▸ **EXERCISE**: Say how many lines in the entries hold the word "DegenerateVector", and reply with that number only.

::::::

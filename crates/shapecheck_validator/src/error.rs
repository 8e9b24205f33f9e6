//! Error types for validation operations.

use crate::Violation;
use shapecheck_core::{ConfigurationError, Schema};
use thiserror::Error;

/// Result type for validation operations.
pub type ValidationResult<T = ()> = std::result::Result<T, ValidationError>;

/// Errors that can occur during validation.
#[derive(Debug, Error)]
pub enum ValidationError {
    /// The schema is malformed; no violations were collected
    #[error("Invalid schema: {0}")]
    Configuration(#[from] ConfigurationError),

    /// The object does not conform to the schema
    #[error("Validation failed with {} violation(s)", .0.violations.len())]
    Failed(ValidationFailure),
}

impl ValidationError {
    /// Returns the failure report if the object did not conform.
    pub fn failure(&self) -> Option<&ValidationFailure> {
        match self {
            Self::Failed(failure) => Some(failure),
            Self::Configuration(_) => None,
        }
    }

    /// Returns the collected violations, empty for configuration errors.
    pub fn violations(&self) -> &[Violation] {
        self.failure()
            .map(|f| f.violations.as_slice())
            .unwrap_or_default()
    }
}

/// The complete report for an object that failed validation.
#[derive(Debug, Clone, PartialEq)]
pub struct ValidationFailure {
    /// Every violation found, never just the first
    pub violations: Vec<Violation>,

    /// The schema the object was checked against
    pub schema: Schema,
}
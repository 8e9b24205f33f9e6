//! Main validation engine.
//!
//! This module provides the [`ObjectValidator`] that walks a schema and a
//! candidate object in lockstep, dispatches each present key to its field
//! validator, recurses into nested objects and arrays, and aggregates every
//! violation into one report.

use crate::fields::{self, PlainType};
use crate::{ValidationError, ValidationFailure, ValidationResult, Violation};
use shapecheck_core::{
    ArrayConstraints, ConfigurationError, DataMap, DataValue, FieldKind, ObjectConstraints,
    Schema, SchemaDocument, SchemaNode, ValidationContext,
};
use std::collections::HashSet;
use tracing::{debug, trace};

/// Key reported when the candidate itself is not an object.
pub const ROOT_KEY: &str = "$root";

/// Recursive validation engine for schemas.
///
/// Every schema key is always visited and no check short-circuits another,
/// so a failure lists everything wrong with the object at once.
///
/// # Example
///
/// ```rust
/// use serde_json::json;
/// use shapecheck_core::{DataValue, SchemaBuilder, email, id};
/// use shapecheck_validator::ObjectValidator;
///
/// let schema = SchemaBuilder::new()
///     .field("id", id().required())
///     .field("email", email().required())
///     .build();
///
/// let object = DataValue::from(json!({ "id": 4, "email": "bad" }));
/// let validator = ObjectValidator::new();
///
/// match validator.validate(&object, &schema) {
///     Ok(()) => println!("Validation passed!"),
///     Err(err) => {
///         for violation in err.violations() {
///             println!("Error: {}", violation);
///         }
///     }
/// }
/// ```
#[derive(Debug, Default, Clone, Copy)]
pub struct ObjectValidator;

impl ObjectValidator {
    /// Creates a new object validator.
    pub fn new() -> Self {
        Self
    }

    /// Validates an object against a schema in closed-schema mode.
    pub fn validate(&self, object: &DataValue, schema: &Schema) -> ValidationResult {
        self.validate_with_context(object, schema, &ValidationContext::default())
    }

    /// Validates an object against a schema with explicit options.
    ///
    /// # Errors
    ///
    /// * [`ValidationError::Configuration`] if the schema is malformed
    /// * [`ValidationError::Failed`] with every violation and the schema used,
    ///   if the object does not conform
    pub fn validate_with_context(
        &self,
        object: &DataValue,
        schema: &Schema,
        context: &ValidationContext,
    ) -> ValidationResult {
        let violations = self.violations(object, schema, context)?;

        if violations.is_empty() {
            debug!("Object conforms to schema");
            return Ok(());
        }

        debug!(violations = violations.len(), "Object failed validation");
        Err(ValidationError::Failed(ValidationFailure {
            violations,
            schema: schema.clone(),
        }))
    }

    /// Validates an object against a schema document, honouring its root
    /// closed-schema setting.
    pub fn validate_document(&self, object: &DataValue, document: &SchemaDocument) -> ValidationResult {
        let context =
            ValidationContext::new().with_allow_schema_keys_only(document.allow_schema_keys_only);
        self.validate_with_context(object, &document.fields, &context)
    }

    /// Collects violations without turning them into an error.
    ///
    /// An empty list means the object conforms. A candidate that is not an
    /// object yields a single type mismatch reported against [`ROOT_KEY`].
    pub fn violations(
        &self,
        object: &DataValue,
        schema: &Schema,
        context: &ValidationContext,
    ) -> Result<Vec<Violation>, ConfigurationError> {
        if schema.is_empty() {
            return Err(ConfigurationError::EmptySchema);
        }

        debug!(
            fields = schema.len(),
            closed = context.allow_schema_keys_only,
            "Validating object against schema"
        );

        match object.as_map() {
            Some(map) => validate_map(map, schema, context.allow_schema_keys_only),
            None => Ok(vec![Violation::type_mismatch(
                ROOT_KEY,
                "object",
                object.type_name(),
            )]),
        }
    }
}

::::::

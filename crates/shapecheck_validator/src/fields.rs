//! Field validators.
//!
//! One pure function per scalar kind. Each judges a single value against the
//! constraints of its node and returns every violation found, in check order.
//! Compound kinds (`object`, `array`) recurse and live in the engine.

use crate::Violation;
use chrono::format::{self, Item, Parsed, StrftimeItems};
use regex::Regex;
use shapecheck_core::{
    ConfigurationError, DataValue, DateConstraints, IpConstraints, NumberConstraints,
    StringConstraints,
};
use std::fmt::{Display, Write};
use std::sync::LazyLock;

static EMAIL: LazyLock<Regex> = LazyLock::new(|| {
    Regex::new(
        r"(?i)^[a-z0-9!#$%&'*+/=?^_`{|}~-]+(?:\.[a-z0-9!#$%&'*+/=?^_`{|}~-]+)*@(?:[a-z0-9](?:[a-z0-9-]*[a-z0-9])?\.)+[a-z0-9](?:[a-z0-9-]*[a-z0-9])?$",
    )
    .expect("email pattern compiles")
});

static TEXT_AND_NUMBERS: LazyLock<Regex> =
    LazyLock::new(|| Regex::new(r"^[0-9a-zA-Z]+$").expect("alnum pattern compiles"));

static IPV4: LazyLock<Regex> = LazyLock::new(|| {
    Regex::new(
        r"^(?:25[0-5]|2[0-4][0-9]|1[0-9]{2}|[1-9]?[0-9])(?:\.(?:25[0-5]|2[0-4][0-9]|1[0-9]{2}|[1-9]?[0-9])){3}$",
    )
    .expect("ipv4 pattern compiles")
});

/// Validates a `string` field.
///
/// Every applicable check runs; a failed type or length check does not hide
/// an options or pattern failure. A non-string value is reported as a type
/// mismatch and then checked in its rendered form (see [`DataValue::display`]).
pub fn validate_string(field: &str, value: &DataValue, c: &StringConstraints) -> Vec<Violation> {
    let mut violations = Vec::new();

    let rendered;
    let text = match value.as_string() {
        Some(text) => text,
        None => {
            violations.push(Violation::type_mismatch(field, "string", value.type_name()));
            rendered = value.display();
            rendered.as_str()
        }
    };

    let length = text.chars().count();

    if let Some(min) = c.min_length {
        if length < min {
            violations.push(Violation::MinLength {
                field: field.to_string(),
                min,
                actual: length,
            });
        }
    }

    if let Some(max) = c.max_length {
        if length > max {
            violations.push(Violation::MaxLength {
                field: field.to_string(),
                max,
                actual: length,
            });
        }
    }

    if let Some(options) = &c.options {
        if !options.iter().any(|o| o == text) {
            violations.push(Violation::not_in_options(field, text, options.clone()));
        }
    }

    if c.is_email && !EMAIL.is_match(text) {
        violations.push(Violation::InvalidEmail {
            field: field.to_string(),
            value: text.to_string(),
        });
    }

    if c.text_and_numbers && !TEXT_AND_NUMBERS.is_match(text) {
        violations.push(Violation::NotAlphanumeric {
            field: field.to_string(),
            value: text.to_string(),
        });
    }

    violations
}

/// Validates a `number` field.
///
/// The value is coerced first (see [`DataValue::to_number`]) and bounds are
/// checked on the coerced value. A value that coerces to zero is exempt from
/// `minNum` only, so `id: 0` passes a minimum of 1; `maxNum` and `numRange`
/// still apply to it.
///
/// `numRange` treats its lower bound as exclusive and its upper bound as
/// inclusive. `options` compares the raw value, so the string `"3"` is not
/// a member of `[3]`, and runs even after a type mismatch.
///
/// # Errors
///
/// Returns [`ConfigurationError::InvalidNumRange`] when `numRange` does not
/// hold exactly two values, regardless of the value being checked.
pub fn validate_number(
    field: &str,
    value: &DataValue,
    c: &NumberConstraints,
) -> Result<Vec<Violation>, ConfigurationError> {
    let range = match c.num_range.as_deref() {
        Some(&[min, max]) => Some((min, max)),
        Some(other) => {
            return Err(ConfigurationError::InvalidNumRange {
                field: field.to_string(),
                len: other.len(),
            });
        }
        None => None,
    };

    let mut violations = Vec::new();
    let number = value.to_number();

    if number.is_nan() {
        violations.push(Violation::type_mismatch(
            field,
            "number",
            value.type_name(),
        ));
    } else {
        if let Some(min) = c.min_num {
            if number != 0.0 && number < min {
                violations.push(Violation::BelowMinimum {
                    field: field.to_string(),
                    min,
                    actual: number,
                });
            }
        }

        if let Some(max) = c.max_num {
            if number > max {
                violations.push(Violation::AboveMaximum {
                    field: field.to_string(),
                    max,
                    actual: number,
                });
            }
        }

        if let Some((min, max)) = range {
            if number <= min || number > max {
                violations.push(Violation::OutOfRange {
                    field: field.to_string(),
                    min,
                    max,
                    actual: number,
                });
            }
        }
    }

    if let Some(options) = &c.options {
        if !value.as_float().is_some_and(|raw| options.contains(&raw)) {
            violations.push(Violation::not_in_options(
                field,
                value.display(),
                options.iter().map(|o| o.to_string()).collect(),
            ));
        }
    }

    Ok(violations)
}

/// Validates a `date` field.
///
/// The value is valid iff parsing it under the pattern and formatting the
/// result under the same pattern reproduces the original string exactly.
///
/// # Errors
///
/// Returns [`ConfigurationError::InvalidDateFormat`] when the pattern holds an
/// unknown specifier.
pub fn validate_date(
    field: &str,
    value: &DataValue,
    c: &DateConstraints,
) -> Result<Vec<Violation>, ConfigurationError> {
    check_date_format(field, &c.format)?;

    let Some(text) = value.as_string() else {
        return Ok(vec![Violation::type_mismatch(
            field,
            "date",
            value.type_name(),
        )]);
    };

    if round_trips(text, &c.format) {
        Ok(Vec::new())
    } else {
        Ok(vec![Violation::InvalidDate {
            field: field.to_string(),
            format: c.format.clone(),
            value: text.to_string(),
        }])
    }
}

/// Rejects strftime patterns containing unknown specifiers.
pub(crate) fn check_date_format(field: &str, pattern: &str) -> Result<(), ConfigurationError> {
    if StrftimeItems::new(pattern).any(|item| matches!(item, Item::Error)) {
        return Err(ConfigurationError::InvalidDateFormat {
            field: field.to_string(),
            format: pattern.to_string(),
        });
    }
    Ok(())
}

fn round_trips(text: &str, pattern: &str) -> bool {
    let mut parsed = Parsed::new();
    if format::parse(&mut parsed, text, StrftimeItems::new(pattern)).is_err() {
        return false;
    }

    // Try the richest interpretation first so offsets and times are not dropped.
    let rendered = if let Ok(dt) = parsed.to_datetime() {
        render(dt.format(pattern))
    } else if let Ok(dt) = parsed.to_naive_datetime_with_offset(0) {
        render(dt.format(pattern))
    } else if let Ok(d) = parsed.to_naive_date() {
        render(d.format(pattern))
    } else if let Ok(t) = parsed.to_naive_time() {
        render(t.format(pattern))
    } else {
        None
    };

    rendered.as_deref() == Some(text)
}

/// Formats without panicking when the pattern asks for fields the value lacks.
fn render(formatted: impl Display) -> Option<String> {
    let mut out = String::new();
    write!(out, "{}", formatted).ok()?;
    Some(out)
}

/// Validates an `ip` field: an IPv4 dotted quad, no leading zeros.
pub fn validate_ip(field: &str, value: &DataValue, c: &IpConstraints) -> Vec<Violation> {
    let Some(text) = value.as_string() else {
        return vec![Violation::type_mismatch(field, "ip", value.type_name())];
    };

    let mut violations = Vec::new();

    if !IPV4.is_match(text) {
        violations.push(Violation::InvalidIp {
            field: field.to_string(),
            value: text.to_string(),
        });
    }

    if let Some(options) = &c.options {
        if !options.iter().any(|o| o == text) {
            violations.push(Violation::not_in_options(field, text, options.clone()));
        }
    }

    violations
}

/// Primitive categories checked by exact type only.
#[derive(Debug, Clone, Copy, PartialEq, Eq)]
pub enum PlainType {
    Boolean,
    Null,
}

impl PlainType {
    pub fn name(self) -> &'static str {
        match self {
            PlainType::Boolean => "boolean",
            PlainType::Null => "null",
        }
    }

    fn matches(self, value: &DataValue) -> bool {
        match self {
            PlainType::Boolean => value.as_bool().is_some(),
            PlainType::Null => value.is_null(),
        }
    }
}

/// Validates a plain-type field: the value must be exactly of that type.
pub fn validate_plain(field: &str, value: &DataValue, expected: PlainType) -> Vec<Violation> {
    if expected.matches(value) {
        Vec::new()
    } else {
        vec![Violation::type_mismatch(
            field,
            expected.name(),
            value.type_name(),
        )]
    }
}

::::::

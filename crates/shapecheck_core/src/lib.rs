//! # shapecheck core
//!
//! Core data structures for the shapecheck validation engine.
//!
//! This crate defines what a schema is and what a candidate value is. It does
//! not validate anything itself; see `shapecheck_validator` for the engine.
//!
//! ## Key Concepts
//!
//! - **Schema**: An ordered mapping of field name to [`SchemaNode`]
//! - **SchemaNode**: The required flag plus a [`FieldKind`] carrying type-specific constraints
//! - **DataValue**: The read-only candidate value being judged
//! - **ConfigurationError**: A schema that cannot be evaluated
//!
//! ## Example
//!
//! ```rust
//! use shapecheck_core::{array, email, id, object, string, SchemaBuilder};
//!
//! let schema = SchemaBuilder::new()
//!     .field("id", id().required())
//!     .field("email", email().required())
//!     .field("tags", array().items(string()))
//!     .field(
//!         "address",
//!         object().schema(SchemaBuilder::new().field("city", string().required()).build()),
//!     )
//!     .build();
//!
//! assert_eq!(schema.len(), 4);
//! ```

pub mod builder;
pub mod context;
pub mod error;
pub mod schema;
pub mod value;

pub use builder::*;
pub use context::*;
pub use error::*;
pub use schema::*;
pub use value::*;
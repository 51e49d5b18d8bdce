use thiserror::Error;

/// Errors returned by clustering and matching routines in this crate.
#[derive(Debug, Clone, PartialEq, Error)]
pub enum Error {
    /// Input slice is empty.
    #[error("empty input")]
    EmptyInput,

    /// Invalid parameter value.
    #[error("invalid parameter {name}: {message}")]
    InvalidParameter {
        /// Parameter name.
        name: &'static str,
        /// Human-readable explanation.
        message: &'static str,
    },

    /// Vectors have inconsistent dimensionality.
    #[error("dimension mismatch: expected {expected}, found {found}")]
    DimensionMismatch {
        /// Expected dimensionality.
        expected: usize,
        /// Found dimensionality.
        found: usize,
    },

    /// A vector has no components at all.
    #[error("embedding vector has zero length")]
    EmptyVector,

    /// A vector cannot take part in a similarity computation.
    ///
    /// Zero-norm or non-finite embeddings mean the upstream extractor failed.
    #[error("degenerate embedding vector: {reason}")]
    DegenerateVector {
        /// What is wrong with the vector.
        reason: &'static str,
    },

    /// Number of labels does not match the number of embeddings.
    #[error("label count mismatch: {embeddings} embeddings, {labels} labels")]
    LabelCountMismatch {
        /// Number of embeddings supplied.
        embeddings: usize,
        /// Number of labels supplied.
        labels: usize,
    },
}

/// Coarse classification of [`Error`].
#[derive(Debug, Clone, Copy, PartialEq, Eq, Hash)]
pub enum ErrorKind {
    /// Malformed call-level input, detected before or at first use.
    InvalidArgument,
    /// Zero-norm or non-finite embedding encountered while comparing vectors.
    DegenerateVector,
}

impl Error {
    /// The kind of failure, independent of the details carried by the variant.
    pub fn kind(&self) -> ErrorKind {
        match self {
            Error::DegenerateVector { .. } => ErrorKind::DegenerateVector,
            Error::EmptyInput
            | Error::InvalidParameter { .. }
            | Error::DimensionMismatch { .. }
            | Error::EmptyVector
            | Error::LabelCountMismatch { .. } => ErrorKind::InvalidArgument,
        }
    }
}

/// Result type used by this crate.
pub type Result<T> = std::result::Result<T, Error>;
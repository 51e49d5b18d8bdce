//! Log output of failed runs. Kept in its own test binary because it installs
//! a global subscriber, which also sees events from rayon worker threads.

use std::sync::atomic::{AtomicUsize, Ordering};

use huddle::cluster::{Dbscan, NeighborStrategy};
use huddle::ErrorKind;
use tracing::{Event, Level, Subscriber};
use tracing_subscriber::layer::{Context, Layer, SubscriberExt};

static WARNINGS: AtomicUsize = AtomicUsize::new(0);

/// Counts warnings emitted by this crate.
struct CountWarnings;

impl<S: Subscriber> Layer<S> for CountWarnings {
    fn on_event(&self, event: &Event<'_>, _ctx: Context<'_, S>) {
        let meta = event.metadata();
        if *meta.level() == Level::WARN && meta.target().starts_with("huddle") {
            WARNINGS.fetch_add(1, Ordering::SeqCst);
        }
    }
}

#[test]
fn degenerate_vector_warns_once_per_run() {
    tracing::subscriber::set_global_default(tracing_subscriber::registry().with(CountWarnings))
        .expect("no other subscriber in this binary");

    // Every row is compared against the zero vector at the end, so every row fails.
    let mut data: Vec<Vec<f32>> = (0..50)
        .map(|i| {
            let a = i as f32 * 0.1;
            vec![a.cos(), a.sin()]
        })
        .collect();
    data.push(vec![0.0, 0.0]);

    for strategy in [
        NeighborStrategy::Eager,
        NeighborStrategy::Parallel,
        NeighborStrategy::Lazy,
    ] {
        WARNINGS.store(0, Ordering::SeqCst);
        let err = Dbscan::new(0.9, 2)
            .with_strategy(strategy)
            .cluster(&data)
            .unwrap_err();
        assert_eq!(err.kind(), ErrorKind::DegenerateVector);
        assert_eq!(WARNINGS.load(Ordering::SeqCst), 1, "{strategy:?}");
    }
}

::::::

▸ **COMPLETED TASK**: 4